--- DATA SECTION Enclosed Below ---
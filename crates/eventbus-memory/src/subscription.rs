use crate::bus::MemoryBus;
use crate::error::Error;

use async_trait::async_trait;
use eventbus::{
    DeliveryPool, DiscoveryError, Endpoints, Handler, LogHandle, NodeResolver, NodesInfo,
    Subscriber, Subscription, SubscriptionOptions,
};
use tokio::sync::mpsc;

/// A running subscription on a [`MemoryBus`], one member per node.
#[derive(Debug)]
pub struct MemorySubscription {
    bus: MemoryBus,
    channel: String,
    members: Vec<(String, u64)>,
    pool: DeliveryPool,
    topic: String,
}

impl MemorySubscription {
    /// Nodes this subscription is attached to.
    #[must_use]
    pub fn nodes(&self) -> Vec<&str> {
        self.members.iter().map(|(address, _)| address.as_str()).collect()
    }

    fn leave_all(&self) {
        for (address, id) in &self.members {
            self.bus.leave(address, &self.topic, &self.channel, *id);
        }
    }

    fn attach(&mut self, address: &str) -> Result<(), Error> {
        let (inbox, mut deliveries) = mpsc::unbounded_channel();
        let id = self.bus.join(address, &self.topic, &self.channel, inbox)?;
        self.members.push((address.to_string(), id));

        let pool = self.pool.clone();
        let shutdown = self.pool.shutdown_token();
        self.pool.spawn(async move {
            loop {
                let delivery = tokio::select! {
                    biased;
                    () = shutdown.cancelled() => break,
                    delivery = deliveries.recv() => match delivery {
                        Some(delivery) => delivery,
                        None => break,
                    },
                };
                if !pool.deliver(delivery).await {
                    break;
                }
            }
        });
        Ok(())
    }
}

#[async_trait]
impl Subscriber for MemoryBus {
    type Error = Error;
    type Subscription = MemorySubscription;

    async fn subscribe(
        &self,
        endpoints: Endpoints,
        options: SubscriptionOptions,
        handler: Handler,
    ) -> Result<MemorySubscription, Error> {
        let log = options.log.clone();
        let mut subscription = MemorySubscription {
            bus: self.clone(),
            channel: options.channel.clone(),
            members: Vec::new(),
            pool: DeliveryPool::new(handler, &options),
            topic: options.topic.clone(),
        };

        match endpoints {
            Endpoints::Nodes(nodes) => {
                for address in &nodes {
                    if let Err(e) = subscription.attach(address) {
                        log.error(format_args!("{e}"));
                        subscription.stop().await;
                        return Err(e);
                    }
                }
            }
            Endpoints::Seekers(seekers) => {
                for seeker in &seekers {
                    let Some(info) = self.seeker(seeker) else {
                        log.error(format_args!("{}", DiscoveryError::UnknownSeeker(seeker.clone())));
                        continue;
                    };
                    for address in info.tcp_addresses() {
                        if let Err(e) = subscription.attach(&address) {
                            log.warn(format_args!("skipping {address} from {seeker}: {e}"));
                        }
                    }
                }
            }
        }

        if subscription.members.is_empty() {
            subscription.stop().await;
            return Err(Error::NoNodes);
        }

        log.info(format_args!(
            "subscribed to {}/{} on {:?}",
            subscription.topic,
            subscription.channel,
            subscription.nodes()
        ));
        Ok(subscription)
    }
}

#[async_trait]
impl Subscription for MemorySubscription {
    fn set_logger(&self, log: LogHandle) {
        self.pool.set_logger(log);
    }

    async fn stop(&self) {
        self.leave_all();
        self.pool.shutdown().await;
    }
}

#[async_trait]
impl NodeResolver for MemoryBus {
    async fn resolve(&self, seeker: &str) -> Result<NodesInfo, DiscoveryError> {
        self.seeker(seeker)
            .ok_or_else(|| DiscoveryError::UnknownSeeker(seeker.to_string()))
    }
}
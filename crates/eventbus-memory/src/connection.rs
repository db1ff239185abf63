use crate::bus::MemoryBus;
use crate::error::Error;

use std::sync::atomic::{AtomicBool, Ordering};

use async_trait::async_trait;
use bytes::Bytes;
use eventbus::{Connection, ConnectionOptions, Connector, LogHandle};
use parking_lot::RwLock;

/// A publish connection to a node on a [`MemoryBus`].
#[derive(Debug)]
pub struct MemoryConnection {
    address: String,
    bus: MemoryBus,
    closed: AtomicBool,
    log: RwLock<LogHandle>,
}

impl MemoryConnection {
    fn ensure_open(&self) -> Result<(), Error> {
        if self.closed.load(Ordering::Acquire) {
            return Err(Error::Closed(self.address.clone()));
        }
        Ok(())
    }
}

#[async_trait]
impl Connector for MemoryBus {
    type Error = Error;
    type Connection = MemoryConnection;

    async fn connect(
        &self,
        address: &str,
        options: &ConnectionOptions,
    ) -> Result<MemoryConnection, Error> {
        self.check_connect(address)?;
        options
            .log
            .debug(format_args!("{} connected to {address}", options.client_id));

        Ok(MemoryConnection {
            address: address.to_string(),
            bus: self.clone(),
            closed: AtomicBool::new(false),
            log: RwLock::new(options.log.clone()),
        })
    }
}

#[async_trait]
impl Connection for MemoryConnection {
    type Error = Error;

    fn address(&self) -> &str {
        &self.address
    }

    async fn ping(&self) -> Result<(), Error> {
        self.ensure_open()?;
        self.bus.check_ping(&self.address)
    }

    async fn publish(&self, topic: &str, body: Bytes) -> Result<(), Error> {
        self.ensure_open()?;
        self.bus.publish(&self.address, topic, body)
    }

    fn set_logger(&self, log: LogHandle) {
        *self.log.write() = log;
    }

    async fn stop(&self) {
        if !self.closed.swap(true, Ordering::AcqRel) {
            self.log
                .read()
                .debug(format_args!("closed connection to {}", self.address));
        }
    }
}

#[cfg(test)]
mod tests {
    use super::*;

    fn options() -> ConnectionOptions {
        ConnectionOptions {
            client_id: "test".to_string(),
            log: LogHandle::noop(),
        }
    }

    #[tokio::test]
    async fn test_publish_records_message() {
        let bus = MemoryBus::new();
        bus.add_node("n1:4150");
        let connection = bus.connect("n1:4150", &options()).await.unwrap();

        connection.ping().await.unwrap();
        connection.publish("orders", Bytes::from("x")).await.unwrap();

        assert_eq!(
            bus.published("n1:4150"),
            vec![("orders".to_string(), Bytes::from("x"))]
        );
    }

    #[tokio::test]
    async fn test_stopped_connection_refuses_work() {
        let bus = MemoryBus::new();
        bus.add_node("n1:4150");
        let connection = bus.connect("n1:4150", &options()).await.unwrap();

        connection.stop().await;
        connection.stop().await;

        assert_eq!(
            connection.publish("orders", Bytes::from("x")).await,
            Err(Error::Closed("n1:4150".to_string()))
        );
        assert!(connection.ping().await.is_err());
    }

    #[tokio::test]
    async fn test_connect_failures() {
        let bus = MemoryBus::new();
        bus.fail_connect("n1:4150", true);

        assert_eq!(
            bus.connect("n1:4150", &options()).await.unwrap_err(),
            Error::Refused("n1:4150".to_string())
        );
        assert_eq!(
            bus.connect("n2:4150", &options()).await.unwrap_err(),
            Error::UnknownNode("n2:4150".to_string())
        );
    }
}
--- End of Enclosed DATA SECTION ---
EXERCISE AIM:
Retype the records, line for line.

WRITTEN RESPONSE:
filename crates/eventbus-memory/src/subscription.rs
use crate::bus::MemoryBus;
use crate::error::Error;

use async_trait::async_trait;
use eventbus::{
    DeliveryPool, DiscoveryError, Endpoints, Handler, LogHandle, NodeResolver, NodesInfo,
    Subscriber, Subscription, SubscriptionOptions,
};
use tokio::sync::mpsc;

/// A running subscription on a [`MemoryBus`], one member per node.
#[derive(Debug)]
pub struct MemorySubscription {
    bus: MemoryBus,
    channel: String,
    members: Vec<(String, u64)>,
    pool: DeliveryPool,
    topic: String,
}

impl MemorySubscription {
    /// Nodes this subscription is attached to.
    #[must_use]
    pub fn nodes(&self) -> Vec<&str> {
        self.members.iter().map(|(address, _)| address.as_str()).collect()
    }

    fn leave_all(&self) {
        for (address, id) in &self.members {
            self.bus.leave(address, &self.topic, &self.channel, *id);
        }
    }

    fn attach(&mut self, address: &str) -> Result<(), Error> {
        let (inbox, mut deliveries) = mpsc::unbounded_channel();
        let id = self.bus.join(address, &self.topic, &self.channel, inbox)?;
        self.members.push((address.to_string(), id));

        let pool = self.pool.clone();
        let shutdown = self.pool.shutdown_token();
        self.pool.spawn(async move {
            loop {
                let delivery = tokio::select! {
                    biased;
                    () = shutdown.cancelled() => break,
                    delivery = deliveries.recv() => match delivery {
                        Some(delivery) => delivery,
                        None => break,
                    },
                };
                if !pool.deliver(delivery).await {
                    break;
                }
            }
        });
        Ok(())
    }
}

#[async_trait]
impl Subscriber for MemoryBus {
    type Error = Error;
    type Subscription = MemorySubscription;

    async fn subscribe(
        &self,
        endpoints: Endpoints,
        options: SubscriptionOptions,
        handler: Handler,
    ) -> Result<MemorySubscription, Error> {
        let log = options.log.clone();
        let mut subscription = MemorySubscription {
            bus: self.clone(),
            channel: options.channel.clone(),
            members: Vec::new(),
            pool: DeliveryPool::new(handler, &options),
            topic: options.topic.clone(),
        };

        match endpoints {
            Endpoints::Nodes(nodes) => {
                for address in &nodes {
                    if let Err(e) = subscription.attach(address) {
                        log.error(format_args!("{e}"));
                        subscription.stop().await;
                        return Err(e);
                    }
                }
            }
            Endpoints::Seekers(seekers) => {
                for seeker in &seekers {
                    let Some(info) = self.seeker(seeker) else {
                        log.error(format_args!("{}", DiscoveryError::UnknownSeeker(seeker.clone())));
                        continue;
                    };
                    for address in info.tcp_addresses() {
                        if let Err(e) = subscription.attach(&address) {
                            log.warn(format_args!("skipping {address} from {seeker}: {e}"));
                        }
                    }
                }
            }
        }

        if subscription.members.is_empty() {
            subscription.stop().await;
            return Err(Error::NoNodes);
        }

        log.info(format_args!(
            "subscribed to {}/{} on {:?}",
            subscription.topic,
            subscription.channel,
            subscription.nodes()
        ));
        Ok(subscription)
    }
}

#[async_trait]
impl Subscription for MemorySubscription {
    fn set_logger(&self, log: LogHandle) {
        self.pool.set_logger(log);
    }

    async fn stop(&self) {
        self.leave_all();
        self.pool.shutdown().await;
    }
}

#[async_trait]
impl NodeResolver for MemoryBus {
    async fn resolve(&self, seeker: &str) -> Result<NodesInfo, DiscoveryError> {
        self.seeker(seeker)
            .ok_or_else(|| DiscoveryError::UnknownSeeker(seeker.to_string()))
    }
}
filename crates/eventbus-memory/src/connection.rs
repository db1ff239185abf63
use crate::bus::MemoryBus;
use crate::error::Error;

use std::sync::atomic::{AtomicBool, Ordering};

use async_trait::async_trait;
use bytes::Bytes;
use eventbus::{Connection, ConnectionOptions, Connector, LogHandle};
use parking_lot::RwLock;

/// A publish connection to a node on a [`MemoryBus`].
#[derive(Debug)]
pub struct MemoryConnection {
    address: String,
    bus: MemoryBus,
    closed: AtomicBool,
    log: RwLock<LogHandle>,
}

impl MemoryConnection {
    fn ensure_open(&self) -> Result<(), Error> {
        if self.closed.load(Ordering::Acquire) {
            return Err(Error::Closed(self.address.clone()));
        }
        Ok(())
    }
}

#[async_trait]
impl Connector for MemoryBus {
    type Error = Error;
    type Connection = MemoryConnection;

    async fn connect(
        &self,
        address: &str,
        options: &ConnectionOptions,
    ) -> Result<MemoryConnection, Error> {
        self.check_connect(address)?;
        options
            .log
            .debug(format_args!("{} connected to {address}", options.client_id));

        Ok(MemoryConnection {
            address: address.to_string(),
            bus: self.clone(),
            closed: AtomicBool::new(false),
            log: RwLock::new(options.log.clone()),
        })
    }
}

#[async_trait]
impl Connection for MemoryConnection {
    type Error = Error;

    fn address(&self) -> &str {
        &self.address
    }

    async fn ping(&self) -> Result<(), Error> {
        self.ensure_open()?;
        self.bus.check_ping(&self.address)
    }

    async fn publish(&self, topic: &str, body: Bytes) -> Result<(), Error> {
        self.ensure_open()?;
        self.bus.publish(&self.address, topic, body)
    }

    fn set_logger(&self, log: LogHandle) {
        *self.log.write() = log;
    }

    async fn stop(&self) {
        if !self.closed.swap(true, Ordering::AcqRel) {
            self.log
                .read()
                .debug(format_args!("closed connection to {}", self.address));
        }
    }
}

#[cfg(test)]
mod tests {
    use super::*;

    fn options() -> ConnectionOptions {
        ConnectionOptions {
            client_id: "test".to_string(),
            log: LogHandle::noop(),
        }
    }

    #[tokio::test]
    async fn test_publish_records_message() {
        let bus = MemoryBus::new();
        bus.add_node("n1:4150");
        let connection = bus.connect("n1:4150", &options()).await.unwrap();

        connection.ping().await.unwrap();
        connection.publish("orders", Bytes::from("x")).await.unwrap();

        assert_eq!(
            bus.published("n1:4150"),
            vec![("orders".to_string(), Bytes::from("x"))]
        );
    }

    #[tokio::test]
    async fn test_stopped_connection_refuses_work() {
        let bus = MemoryBus::new();
        bus.add_node("n1:4150");
        let connection = bus.connect("n1:4150", &options()).await.unwrap();

        connection.stop().await;
        connection.stop().await;

        assert_eq!(
            connection.publish("orders", Bytes::from("x")).await,
            Err(Error::Closed("n1:4150".to_string()))
        );
        assert!(connection.ping().await.is_err());
    }

    #[tokio::test]
    async fn test_connect_failures() {
        let bus = MemoryBus::new();
        bus.fail_connect("n1:4150", true);

        assert_eq!(
            bus.connect("n1:4150", &options()).await.unwrap_err(),
            Error::Refused("n1:4150".to_string())
        );
        assert_eq!(
            bus.connect("n2:4150", &options()).await.unwrap_err(),
            Error::UnknownNode("n2:4150".to_string())
        );
    }
}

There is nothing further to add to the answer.